▶ **Work to be completed**:
Which lines have the string "SessionConfig"? Copy all of them from the entries below.

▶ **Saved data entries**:

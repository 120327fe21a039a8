//! Game configuration — tuning and chatbot settings loaded from `data/`.
//!
//! RULE: Every tunable number lives here or in the struct it tunes.
//! Subsystems read their section; they never hard-code a balance value.
//!
//! Chatbot settings are layered, lowest priority first:
//!   built-in defaults < `chatbot.json` < `api_key.txt` < environment.

use crate::{
    chase::ChaseParams,
    chatbot::Provider,
    error::{GameError, GameResult},
    haircut::HaircutConfig,
    lineup::LineupPolicy,
    types::Seconds,
};
use serde::{de::DeserializeOwned, Deserialize, Serialize};
use std::path::Path;

/// Read and parse one JSON file.
pub(crate) fn read_json<T: DeserializeOwned>(path: &str) -> GameResult<T> {
    let content = std::fs::read_to_string(path).map_err(|source| GameError::Io {
        path: path.to_string(),
        source,
    })?;
    Ok(serde_json::from_str(&content)?)
}

// ── Session tuning ─────────────────────────────────────────────────

#[derive(Debug, Clone, PartialEq, Serialize, Deserialize)]
#[serde(default)]
pub struct SessionConfig {
    pub max_customers:              usize,
    pub starting_reputation:        u8,
    pub max_reputation:             u8,
    pub max_dialogues_per_customer: u32,
    /// Ask the chatbot for replies instead of the customer's own lines.
    pub use_chatbot:                bool,
    pub lineup_policy:              LineupPolicy,
    /// Chance of a player hunch after each reply from the suspect.
    pub hunch_chance:               f64,
    pub arrival_delay_secs:         Seconds,
    pub accusation_beat_secs:       Seconds,
    pub getaway_beat_secs:          Seconds,
}

impl Default for SessionConfig {
    fn default() -> Self {
        Self {
            max_customers:              5,
            starting_reputation:        3,
            max_reputation:             5,
            max_dialogues_per_customer: 5,
            use_chatbot:                true,
            lineup_policy:              LineupPolicy::Clamp,
            hunch_chance:               0.75,
            arrival_delay_secs:         1.5,
            accusation_beat_secs:       2.0,
            getaway_beat_secs:          2.0,
        }
    }
}

impl SessionConfig {
    /// Local replies only, and a hunch after every qualifying reply.
    pub fn default_test() -> Self {
        Self {
            use_chatbot:  false,
            hunch_chance: 1.0,
            ..Self::default()
        }
    }

    pub fn validate(&self) -> GameResult<()> {
        if self.max_customers == 0 {
            return Err(GameError::InvalidConfig("session.max_customers must be positive".into()));
        }
        if self.starting_reputation == 0 || self.starting_reputation > self.max_reputation {
            return Err(GameError::InvalidConfig(format!(
                "session.starting_reputation {} must be in 1..={}",
                self.starting_reputation, self.max_reputation
            )));
        }
        if !(0.0..=1.0).contains(&self.hunch_chance) {
            return Err(GameError::InvalidConfig("session.hunch_chance must be in [0, 1]".into()));
        }
        for (name, secs) in [
            ("arrival_delay_secs", self.arrival_delay_secs),
            ("accusation_beat_secs", self.accusation_beat_secs),
            ("getaway_beat_secs", self.getaway_beat_secs),
        ] {
            if !secs.is_finite() || secs < 0.0 {
                return Err(GameError::InvalidConfig(format!("session.{name} must be >= 0")));
            }
        }
        Ok(())
    }
}

// ── Chatbot settings ───────────────────────────────────────────────

pub const ENV_API_KEY: &str = "UNDERCOVER_BARBER_API_KEY";
pub const ENV_PROVIDER: &str = "UNDERCOVER_BARBER_PROVIDER";
pub const ENV_ENDPOINT: &str = "UNDERCOVER_BARBER_ENDPOINT";
pub const ENV_MODEL: &str = "UNDERCOVER_BARBER_MODEL";
pub const ENV_TEMPERATURE: &str = "UNDERCOVER_BARBER_TEMPERATURE";
pub const ENV_MAX_TOKENS: &str = "UNDERCOVER_BARBER_MAX_TOKENS";
pub const ENV_MIN_REQUEST_INTERVAL: &str = "UNDERCOVER_BARBER_MIN_REQUEST_INTERVAL";
pub const ENV_USE_FALLBACK: &str = "UNDERCOVER_BARBER_USE_FALLBACK";

/// Key value shipped in sample configs. Treated as "no key".
pub const PLACEHOLDER_API_KEY: &str = "YOUR_API_KEY_HERE";

pub const API_KEY_FILE: &str = "api_key.txt";
pub const CHATBOT_FILE: &str = "chatbot.json";

const DEFAULT_SYSTEM_PROMPT: &str = "You are playing a character in a barbershop game.\n\
You are a customer getting a haircut from an undercover cop (the player).\n\
Stay in character based on the personality provided.\n\
Keep responses short (1-3 sentences) and conversational.\n\
Never break character or mention that you're an AI.";

#[derive(Debug, Clone, PartialEq, Serialize, Deserialize)]
pub struct ChatbotConfig {
    pub provider:              Provider,
    /// Never serialized back out.
    #[serde(skip)]
    pub api_key:               Option<String>,
    pub endpoint:              String,
    pub model:                 String,
    pub temperature:           f64,
    pub max_tokens:            u32,
    pub system_prompt:         String,
    /// Minimum seconds between two requests.
    pub min_request_interval:  Seconds,
    pub use_fallback_on_error: bool,
    pub request_timeout_secs:  Seconds,
}

impl Default for ChatbotConfig {
    fn default() -> Self {
        Self {
            provider:              Provider::OpenAi,
            api_key:               None,
            endpoint:              Provider::OpenAi.default_endpoint().to_string(),
            model:                 "gpt-3.5-turbo".into(),
            temperature:           0.8,
            max_tokens:            150,
            system_prompt:         DEFAULT_SYSTEM_PROMPT.into(),
            min_request_interval:  1.0,
            use_fallback_on_error: true,
            request_timeout_secs:  10.0,
        }
    }
}

/// Partial chatbot settings as found in `chatbot.json`.
/// Absent keys leave the lower layer untouched.
#[derive(Debug, Clone, Default, Deserialize)]
#[serde(default)]
pub struct ChatbotOverlay {
    pub provider:              Option<String>,
    pub api_key:               Option<String>,
    pub endpoint:              Option<String>,
    pub model:                 Option<String>,
    pub temperature:           Option<f64>,
    pub max_tokens:            Option<u32>,
    pub system_prompt:         Option<String>,
    pub min_request_interval:  Option<Seconds>,
    pub use_fallback_on_error: Option<bool>,
    pub request_timeout_secs:  Option<Seconds>,
}

fn usable_key(key: &str) -> Option<String> {
    let key = key.trim();
    (!key.is_empty() && key != PLACEHOLDER_API_KEY).then(|| key.to_string())
}

impl ChatbotConfig {
    /// True when a real API key is present.
    pub fn is_configured(&self) -> bool {
        self.api_key.as_deref().and_then(usable_key).is_some()
    }

    /// Build the full layered configuration from a data directory.
    /// A broken `chatbot.json` is logged and skipped, never fatal.
    pub fn load_layered(data_dir: &str) -> Self {
        let mut config = Self::default();

        let file = format!("{data_dir}/{CHATBOT_FILE}");
        if Path::new(&file).exists() {
            match read_json::<ChatbotOverlay>(&file) {
                Ok(overlay) => {
                    config.apply_overlay(overlay);
                    log::info!("Chatbot config loaded from {file}");
                }
                Err(e) => log::warn!("Failed to parse chatbot config: {e}"),
            }
        }

        if let Some(key) = Self::load_api_key_file(data_dir) {
            config.api_key = Some(key);
        }

        config.apply_env(|name| std::env::var(name).ok());
        config
    }

    /// Apply the file layer. A provider switches to its own endpoint unless
    /// the file names one.
    pub fn apply_overlay(&mut self, overlay: ChatbotOverlay) {
        if let Some(provider) = overlay.provider.as_deref() {
            match provider.parse::<Provider>() {
                Ok(p) => {
                    self.provider = p;
                    if let Some(endpoint) = p.known_endpoint() {
                        self.endpoint = endpoint.to_string();
                    }
                }
                Err(e) => log::warn!("Ignoring chatbot provider: {e}"),
            }
        }
        if let Some(key) = overlay.api_key.as_deref().and_then(usable_key) {
            self.api_key = Some(key);
        }
        if let Some(endpoint) = overlay.endpoint.filter(|s| !s.trim().is_empty()) {
            self.endpoint = endpoint;
        }
        if let Some(model) = overlay.model.filter(|s| !s.trim().is_empty()) {
            self.model = model;
        }
        if let Some(t) = overlay.temperature.filter(|t| *t >= 0.0) {
            self.temperature = t;
        }
        if let Some(n) = overlay.max_tokens.filter(|n| *n > 0) {
            self.max_tokens = n;
        }
        if let Some(prompt) = overlay.system_prompt.filter(|s| !s.trim().is_empty()) {
            self.system_prompt = prompt;
        }
        if let Some(secs) = overlay.min_request_interval {
            self.min_request_interval = secs.max(0.0);
        }
        if let Some(flag) = overlay.use_fallback_on_error {
            self.use_fallback_on_error = flag;
        }
        if let Some(secs) = overlay.request_timeout_secs.filter(|s| *s > 0.0) {
            self.request_timeout_secs = secs;
        }
    }

    /// Apply environment overrides. `lookup` is `std::env::var` in production.
    /// Setting the provider also resets the endpoint to that provider's
    /// default, unless an endpoint override is given as well.
    pub fn apply_env<F>(&mut self, lookup: F)
    where
        F: Fn(&str) -> Option<String>,
    {
        let get = |name: &str| lookup(name).filter(|v| !v.trim().is_empty());

        if let Some(key) = get(ENV_API_KEY).as_deref().and_then(usable_key) {
            self.api_key = Some(key);
            log::info!("Chatbot API key loaded from environment");
        }
        if let Some(raw) = get(ENV_PROVIDER) {
            match raw.parse::<Provider>() {
                Ok(provider) => {
                    self.provider = provider;
                    if let Some(endpoint) = provider.known_endpoint() {
                        self.endpoint = endpoint.to_string();
                    }
                }
                Err(e) => log::warn!("Ignoring {ENV_PROVIDER}: {e}"),
            }
        }
        if let Some(endpoint) = get(ENV_ENDPOINT) {
            self.endpoint = endpoint;
        }
        if let Some(model) = get(ENV_MODEL) {
            self.model = model;
        }
        if let Some(t) = parse_env(ENV_TEMPERATURE, get(ENV_TEMPERATURE)) {
            self.temperature = t;
        }
        if let Some(n) = parse_env(ENV_MAX_TOKENS, get(ENV_MAX_TOKENS)) {
            self.max_tokens = n;
        }
        if let Some(secs) = parse_env::<f64>(ENV_MIN_REQUEST_INTERVAL, get(ENV_MIN_REQUEST_INTERVAL)) {
            self.min_request_interval = secs.max(0.0);
        }
        if let Some(flag) = parse_env(ENV_USE_FALLBACK, get(ENV_USE_FALLBACK)) {
            self.use_fallback_on_error = flag;
        }
    }

    /// Read `api_key.txt` from the data directory, trimmed.
    pub fn load_api_key_file(data_dir: &str) -> Option<String> {
        let path = format!("{data_dir}/{API_KEY_FILE}");
        if !Path::new(&path).exists() {
            return None;
        }
        match std::fs::read_to_string(&path) {
            Ok(content) => {
                let key = usable_key(&content);
                if key.is_some() {
                    log::info!("Chatbot API key loaded from {path}");
                }
                key
            }
            Err(e) => {
                log::warn!("Failed to read API key file {path}: {e}");
                None
            }
        }
    }

    /// Write `api_key.txt` into the data directory.
    pub fn save_api_key_file(data_dir: &str, api_key: &str) -> GameResult<()> {
        let path = format!("{data_dir}/{API_KEY_FILE}");
        std::fs::write(&path, api_key.trim()).map_err(|source| GameError::Io {
            path: path.clone(),
            source,
        })?;
        log::info!("API key saved to {path}");
        Ok(())
    }

    pub fn validate(&self) -> GameResult<()> {
        if self.endpoint.trim().is_empty() {
            return Err(GameError::InvalidConfig("chatbot.endpoint is empty".into()));
        }
        if !(0.0..=2.0).contains(&self.temperature) {
            return Err(GameError::InvalidConfig("chatbot.temperature must be in [0, 2]".into()));
        }
        if self.max_tokens == 0 {
            return Err(GameError::InvalidConfig("chatbot.max_tokens must be positive".into()));
        }
        if self.request_timeout_secs <= 0.0 {
            return Err(GameError::InvalidConfig("chatbot.request_timeout_secs must be positive".into()));
        }
        Ok(())
    }
}

fn parse_env<T: std::str::FromStr>(name: &str, raw: Option<String>) -> Option<T> {
    let raw = raw?;
    match raw.trim().parse::<T>() {
        Ok(v) => Some(v),
        Err(_) => {
            log::warn!("Ignoring {name}: cannot parse '{raw}'");
            None
        }
    }
}

// ── Whole-game configuration ───────────────────────────────────────

#[derive(Debug, Clone, Deserialize)]
struct TuningFile {
    #[serde(default)]
    session:      SessionConfig,
    #[serde(default = "ChaseParams::street")]
    street_chase: ChaseParams,
    #[serde(default = "ChaseParams::car")]
    car_chase:    ChaseParams,
    #[serde(default)]
    haircut:      HaircutConfig,
}

#[derive(Debug, Clone)]
pub struct GameConfig {
    pub session:      SessionConfig,
    pub street_chase: ChaseParams,
    pub car_chase:    ChaseParams,
    pub haircut:      HaircutConfig,
    pub chatbot:      ChatbotConfig,
}

impl GameConfig {
    /// Load from the data/ directory.
    /// In tests, use GameConfig::default_test().
    pub fn load(data_dir: &str) -> GameResult<Self> {
        let tuning: TuningFile = read_json(&format!("{data_dir}/tuning.json"))?;
        let config = Self {
            session:      tuning.session,
            street_chase: tuning.street_chase,
            car_chase:    tuning.car_chase,
            haircut:      tuning.haircut,
            chatbot:      ChatbotConfig::load_layered(data_dir),
        };
        config.validate()?;
        log::info!(
            "Config loaded: {} customers, chatbot {} ({})",
            config.session.max_customers,
            if config.chatbot.is_configured() { "configured" } else { "offline" },
            config.chatbot.provider
        );
        Ok(config)
    }

    /// Config with hardcoded defaults for use in unit tests.
    pub fn default_test() -> Self {
        Self {
            session:      SessionConfig::default_test(),
            street_chase: ChaseParams::street(),
            car_chase:    ChaseParams::car(),
            haircut:      HaircutConfig::default(),
            chatbot:      ChatbotConfig::default(),
        }
    }

    pub fn validate(&self) -> GameResult<()> {
        self.session.validate()?;
        self.street_chase.validate("street_chase")?;
        self.car_chase.validate("car_chase")?;
        if self.car_chase.boost_cooldown <= 0.0 {
            log::warn!("car_chase.boost_cooldown is zero; nitro can fire every tick");
        }
        self.haircut.validate()?;
        self.chatbot.validate()
    }
}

▶ **Solved problem**:
pub struct SessionConfig {
impl Default for SessionConfig {
impl SessionConfig {
    session:      SessionConfig,
    pub session:      SessionConfig,
            session:      SessionConfig::default_test(),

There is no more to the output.